Two U.S. banks disclosed a breach at the same unnamed third-party vendor in April 2026, with six class action lawsuits in two weeks. A regulatory clock about to start at suspicion, an NYDFS letter telling covered entities exactly what to do, and an insurance underwriter asking the same questions — Lens Four works through what the disclosure language is leaving out and what carries a CISO through the moment a vendor they cannot control fails on their watch.
⬥EPISODE NOTES⬥
The most dangerous sentence in cybersecurity disclosure right now is "no evidence of unauthorized access to our network." It is technically true. It is also operationally hollow. The customer whose data is on a leak site does not care which network it left from. The plaintiff in Bexar County does not care. The regulator about to receive a federal incident report under a 72-hour clock that starts at suspicion, not confirmation, will not care.
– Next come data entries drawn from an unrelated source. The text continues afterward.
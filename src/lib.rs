//! Builds a JSON object out of CSV rows: some columns form the key, some
//! others the value, and rows sharing a key either overwrite each other or
//! pile up in a list.
mod aggregator;
mod error;
mod headers;
mod mapping;
mod row_stream;

pub mod build;
pub mod input;
pub mod key;
pub mod mock;
pub mod output;
pub mod value;

pub use aggregator::{Aggregator, ResultMap};
pub use build::{build, build_with_stats, split_list, BuildOptions, BuildStats};
pub use error::{Error, Result, RowResult};
pub use headers::Headers;
pub use input::{Input, InputStream, ReaderSource};
pub use mapping::Mapping;
pub use output::{write_output, Output};
pub use row_stream::RowStream;

pub type Row = csv::StringRecord;
//! Projection of a row into the value stored under its key
use serde_json::{Map, Value};

use crate::{Headers, Row};

fn field_value(headers: &Headers, row: &Row, column: &str) -> Value {
    headers
        .get_field(row, column)
        .map(|v| Value::String(v.to_string()))
        .unwrap_or(Value::Null)
}

/// The whole row as an object, in column order.
pub fn row_to_object(headers: &Headers, row: &Row) -> Map<String, Value> {
    let mut object = Map::with_capacity(headers.len());

    for (name, value) in headers.iter().zip(row.iter()) {
        object
            .entry(name)
            .or_insert_with(|| Value::String(value.to_string()));
    }

    object
}

/// Builds the value stored for `row`.
///
/// - in duplicate-keys mode, the scalar of the first value column;
/// - with no value columns, the whole row;
/// - with one value column, that column's scalar;
/// - otherwise an object holding only the listed columns, in listed order.
///
/// Absent scalars become `null`. Absent columns are left out of objects.
pub fn build_value<S: AsRef<str>>(
    headers: &Headers,
    row: &Row,
    columns: &[S],
    duplicate_keys: bool,
) -> Value {
    if duplicate_keys {
        return match columns.first() {
            Some(column) => field_value(headers, row, column.as_ref()),
            None => Value::Null,
        };
    }

    match columns {
        [] => Value::Object(row_to_object(headers, row)),
        [column] => field_value(headers, row, column.as_ref()),
        columns => {
            let mut object = Map::with_capacity(columns.len());

            for column in columns {
                let column = column.as_ref();

                if let Some(v) = headers.get_field(row, column) {
                    object.insert(column.to_string(), Value::String(v.to_string()));
                }
            }

            Value::Object(object)
        }
    }
}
In April 2026, two U.S. banks disclosed an incident at the same unnamed third-party vendor. Six class action lawsuits followed in two weeks. The vendor still has not been publicly named. The plaintiffs sued the banks anyway. In a separate situation, an alleged Adobe breach surfaced through a threat actor's claims about a third-party business process outsourcing firm -- and as of the coverage reviewed for this analysis, no public confirmation or denial from Adobe had surfaced. This is the Common Point of Failure pattern, and it is arriving with enough frequency that it deserves to be named clearly.
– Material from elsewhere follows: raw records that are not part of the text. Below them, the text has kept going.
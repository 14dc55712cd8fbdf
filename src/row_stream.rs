use crate::{error::Result, Aggregator, Headers, RowResult};

/// A lazy, one pass sequence of rows that all share the same headers. Every
/// row source in the crate implements it, so the aggregation doesn't care
/// whether rows come from a file, a stream or memory.
pub trait RowStream: IntoIterator<Item = RowResult> {
    /// Headers shared by every row of this stream.
    fn headers(&self) -> &Headers;

    /// Feeds every row of the stream into `aggregator`. Returns how many rows
    /// were applied.
    fn aggregate(self, aggregator: &mut Aggregator) -> Result<usize>
    where
        Self: Sized,
    {
        aggregator.consume(self)
    }
}
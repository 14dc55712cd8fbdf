//! Writing the finished map
use serde::Serialize;
use serde_json::ser::{PrettyFormatter, Serializer};
use std::fs;
use std::io::{self, Write};
use std::path::PathBuf;

use crate::{
    error::{Error, Result},
    ResultMap,
};

const INDENT: &[u8] = b"   ";

/// Where the JSON document goes.
#[derive(Debug, Clone, PartialEq)]
pub enum Output {
    Stdout,
    Path(PathBuf),
}

impl Output {
    pub fn name(&self) -> String {
        match self {
            Output::Stdout => "<stdout>".to_string(),
            Output::Path(path) => path.display().to_string(),
        }
    }
}

/// The map as a JSON document indented with three spaces, ending in a
/// newline.
pub fn to_json(map: &ResultMap) -> Result<Vec<u8>> {
    let mut buf = Vec::new();
    let mut ser = Serializer::with_formatter(&mut buf, PrettyFormatter::with_indent(INDENT));

    map.serialize(&mut ser)?;
    buf.push(b'\n');

    Ok(buf)
}

/// Serializes the map and writes it to `output` in one go.
pub fn write_output(map: &ResultMap, output: &Output) -> Result<()> {
    let document = to_json(map)?;

    let written = match output {
        Output::Stdout => {
            let stdout = io::stdout();
            let mut handle = stdout.lock();

            handle.write_all(&document).and_then(|_| handle.flush())
        }
        Output::Path(path) => fs::write(path, &document),
    };

    written.map_err(|e| Error::io(&output.name(), e))
}
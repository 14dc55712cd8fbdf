use crate::{
    error::{Error, Result},
    key::DEFAULT_DELIMITER,
};

/// Which columns form the key and the value, and how rows sharing a key are
/// combined. Can only be obtained validated, through [`Mapping::new`].
#[derive(Debug, Clone, PartialEq)]
pub struct Mapping {
    key_columns: Vec<String>,
    value_columns: Vec<String>,
    delimiter: String,
    duplicate_keys: bool,
}

impl Mapping {
    /// Checks the combination of options.
    ///
    /// Fails if `key_columns` is empty, or if `duplicate_keys` is set and
    /// there isn't exactly one value column.
    pub fn new(
        key_columns: Vec<String>,
        value_columns: Vec<String>,
        delimiter: Option<String>,
        duplicate_keys: bool,
    ) -> Result<Mapping> {
        if key_columns.is_empty() {
            return Err(Error::Config("at least one key column is required".to_string()));
        }

        if duplicate_keys && value_columns.len() != 1 {
            return Err(Error::Config(format!(
                "duplicate keys mode needs exactly one value column, got {}",
                value_columns.len()
            )));
        }

        Ok(Mapping {
            key_columns,
            value_columns,
            delimiter: delimiter.unwrap_or_else(|| DEFAULT_DELIMITER.to_string()),
            duplicate_keys,
        })
    }

    pub fn key_columns(&self) -> &[String] {
        &self.key_columns
    }

    pub fn value_columns(&self) -> &[String] {
        &self.value_columns
    }

    pub fn delimiter(&self) -> &str {
        &self.delimiter
    }

    pub fn duplicate_keys(&self) -> bool {
        self.duplicate_keys
    }
}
🔍 In this edition of Lens Four:
— Why "no evidence of unauthorized access to our network" leaves the data, the contract, and the customer out of the picture — and why that omission is doing real damage as regulators, plaintiffs, and customers all collapse the distinction between "our network" and "their network"
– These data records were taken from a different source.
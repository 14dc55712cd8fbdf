use std::io;
use std::result;

use thiserror::Error;

use crate::Row;

/// An error found somewhere while building the mapping.
#[derive(Debug, Error)]
pub enum Error {
    /// The options given to the build are not usable. Raised before any input
    /// is read.
    #[error("configuration error: {0}")]
    Config(String),

    /// An input could not be opened or read.
    #[error("could not read {source_name}: {source}")]
    Io {
        source_name: String,
        #[source]
        source: io::Error,
    },

    /// The CSV reader rejected the contents of an input.
    #[error("malformed CSV in {source_name}: {source}")]
    Csv {
        source_name: String,
        #[source]
        source: csv::Error,
    },

    /// The result could not be serialized or written.
    #[error("could not write output: {0}")]
    Json(#[from] serde_json::Error),
}

impl Error {
    pub(crate) fn io(source_name: &str, source: io::Error) -> Error {
        Error::Io {
            source_name: source_name.to_string(),
            source,
        }
    }

    pub(crate) fn csv(source_name: &str, source: csv::Error) -> Error {
        Error::Csv {
            source_name: source_name.to_string(),
            source,
        }
    }
}

pub type Result<T> = result::Result<T, Error>;

/// The type that actually flows out of a row source. Either a row or an
/// error.
pub type RowResult = result::Result<Row, Error>;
— How the proposed CIRCIA rule's "reasonable belief" trigger changes the operating math when the suspected source is a third party: the 72-hour clock starts when the SOC analyst flags, not when the legal team confirms
— What the NYDFS October 21 2025 industry letter on third-party service providers tells covered entities to do — and how the regulator's prescriptive guidance becomes the de facto checklist for audits, examinations, and enforcement
— Why the cyber insurance market, per Woodruff Sawyer's annual Cyber Looking Ahead Guide, is now functioning as a verification mechanism — and why the underwriter and the regulator are now the ones shaping what gets bought, not the threat
— Verizon's own analysis of its 2025 Data Breach Investigations Report — drawing on more than 22,000 incidents — found the share of breaches involving a third party doubled year over year, from 15% to 30%
— Three things the network sentence leaves out: the data (where it lived, how it was stored, what controls applied), the operating model (how a vendor came to have enough access to produce customer harm), and the chain of accountability (the contractual relationship between named brand and unnamed vendor)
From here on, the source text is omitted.